WORKING DATA
····················

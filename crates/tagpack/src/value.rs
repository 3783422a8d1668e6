//! [`Value`], the in-memory tree every encode and decode passes through.

/// Application-defined payload tagged with a one-byte type code.
#[derive(Debug, Clone, PartialEq, Eq, Hash)]
pub struct Extension {
    pub kind: i8,
    pub data: Vec<u8>,
}

impl Extension {
    pub fn new(kind: i8, data: Vec<u8>) -> Self {
        Self { kind, data }
    }
}

/// A self-describing value.
///
/// Integers carry no width: the encoder picks the narrowest tag that holds
/// the number, and the decoder hands back [`Value::Int`] for anything that
/// fits an `i64`, [`Value::Uint`] above that. `Int` and `Uint` therefore
/// compare equal whenever they hold the same number.
///
/// Floats compare by bit pattern, matching what the wire carries: a NaN
/// equals the same NaN, and `0.0` differs from `-0.0`.
#[derive(Debug, Clone)]
pub enum Value {
    Nil,
    Bool(bool),
    Int(i64),
    Uint(u64),
    Float32(f32),
    Float64(f64),
    Str(String),
    Binary(Vec<u8>),
    Array(Vec<Value>),
    /// Ordered key/value pairs. Keys need not be unique.
    Map(Vec<(Value, Value)>),
    Extension(Extension),
}

impl Value {
    /// Short name of the variant, used in error messages.
    pub fn kind_name(&self) -> &'static str {
        match self {
            Value::Nil => "nil",
            Value::Bool(_) => "bool",
            Value::Int(_) => "int",
            Value::Uint(_) => "uint",
            Value::Float32(_) => "float32",
            Value::Float64(_) => "float64",
            Value::Str(_) => "string",
            Value::Binary(_) => "binary",
            Value::Array(_) => "array",
            Value::Map(_) => "map",
            Value::Extension(_) => "extension",
        }
    }

    pub fn is_nil(&self) -> bool {
        matches!(self, Value::Nil)
    }

    pub fn as_str(&self) -> Option<&str> {
        match self {
            Value::Str(s) => Some(s),
            _ => None,
        }
    }

    pub fn as_bool(&self) -> Option<bool> {
        match self {
            Value::Bool(b) => Some(*b),
            _ => None,
        }
    }

    pub fn as_i64(&self) -> Option<i64> {
        match *self {
            Value::Int(i) => Some(i),
            Value::Uint(u) => i64::try_from(u).ok(),
            _ => None,
        }
    }

    pub fn as_u64(&self) -> Option<u64> {
        match *self {
            Value::Int(i) => u64::try_from(i).ok(),
            Value::Uint(u) => Some(u),
            _ => None,
        }
    }

    /// Integer content widened to `i128`, covering the full `i64` and `u64` range.
    pub fn as_i128(&self) -> Option<i128> {
        match *self {
            Value::Int(i) => Some(i as i128),
            Value::Uint(u) => Some(u as i128),
            _ => None,
        }
    }

    pub fn as_array(&self) -> Option<&[Value]> {
        match self {
            Value::Array(items) => Some(items),
            _ => None,
        }
    }

    pub fn as_map(&self) -> Option<&[(Value, Value)]> {
        match self {
            Value::Map(pairs) => Some(pairs),
            _ => None,
        }
    }

    /// First value stored under the string key `key` in a map.
    pub fn get(&self, key: &str) -> Option<&Value> {
        self.as_map()?
            .iter()
            .find(|(k, _)| k.as_str() == Some(key))
            .map(|(_, v)| v)
    }
}

impl Default for Value {
    fn default() -> Self {
        Value::Nil
    }
}

impl PartialEq for Value {
    fn eq(&self, other: &Self) -> bool {
        match (self, other) {
            (Value::Nil, Value::Nil) => true,
            (Value::Bool(a), Value::Bool(b)) => a == b,
            (Value::Int(_) | Value::Uint(_), Value::Int(_) | Value::Uint(_)) => {
                self.as_i128() == other.as_i128()
            }
            (Value::Float32(a), Value::Float32(b)) => a.to_bits() == b.to_bits(),
            (Value::Float64(a), Value::Float64(b)) => a.to_bits() == b.to_bits(),
            (Value::Str(a), Value::Str(b)) => a == b,
            (Value::Binary(a), Value::Binary(b)) => a == b,
            (Value::Array(a), Value::Array(b)) => a == b,
            (Value::Map(a), Value::Map(b)) => a == b,
            (Value::Extension(a), Value::Extension(b)) => a == b,
            _ => false,
        }
    }
}

impl From<bool> for Value {
    fn from(b: bool) -> Self {
        Value::Bool(b)
    }
}

macro_rules! from_signed {
    ($($t:ty),*) => {$(
        impl From<$t> for Value {
            fn from(n: $t) -> Self {
                Value::Int(n as i64)
            }
        }
    )*};
}

macro_rules! from_unsigned {
    ($($t:ty),*) => {$(
        impl From<$t> for Value {
            fn from(n: $t) -> Self {
                let n = n as u64;
                match i64::try_from(n) {
                    Ok(i) => Value::Int(i),
                    Err(_) => Value::Uint(n),
                }
            }
        }
    )*};
}

from_signed!(i8, i16, i32, i64, isize);
from_unsigned!(u8, u16, u32, u64, usize);

impl From<f32> for Value {
    fn from(f: f32) -> Self {
        Value::Float32(f)
    }
}

impl From<f64> for Value {
    fn from(f: f64) -> Self {
        Value::Float64(f)
    }
}

impl From<&str> for Value {
    fn from(s: &str) -> Self {
        Value::Str(s.to_owned())
    }
}

impl From<String> for Value {
    fn from(s: String) -> Self {
        Value::Str(s)
    }
}

impl From<Vec<Value>> for Value {
    fn from(items: Vec<Value>) -> Self {
        Value::Array(items)
    }
}

impl From<Extension> for Value {
    fn from(ext: Extension) -> Self {
        Value::Extension(ext)
    }
}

····················

TASK DIRECTIONS
In the listing above, which lines include the string "items"? Return every one of them.

RESPONSE BOX
            Value::Array(items) => Some(items),
    fn from(items: Vec<Value>) -> Self {
        Value::Array(items)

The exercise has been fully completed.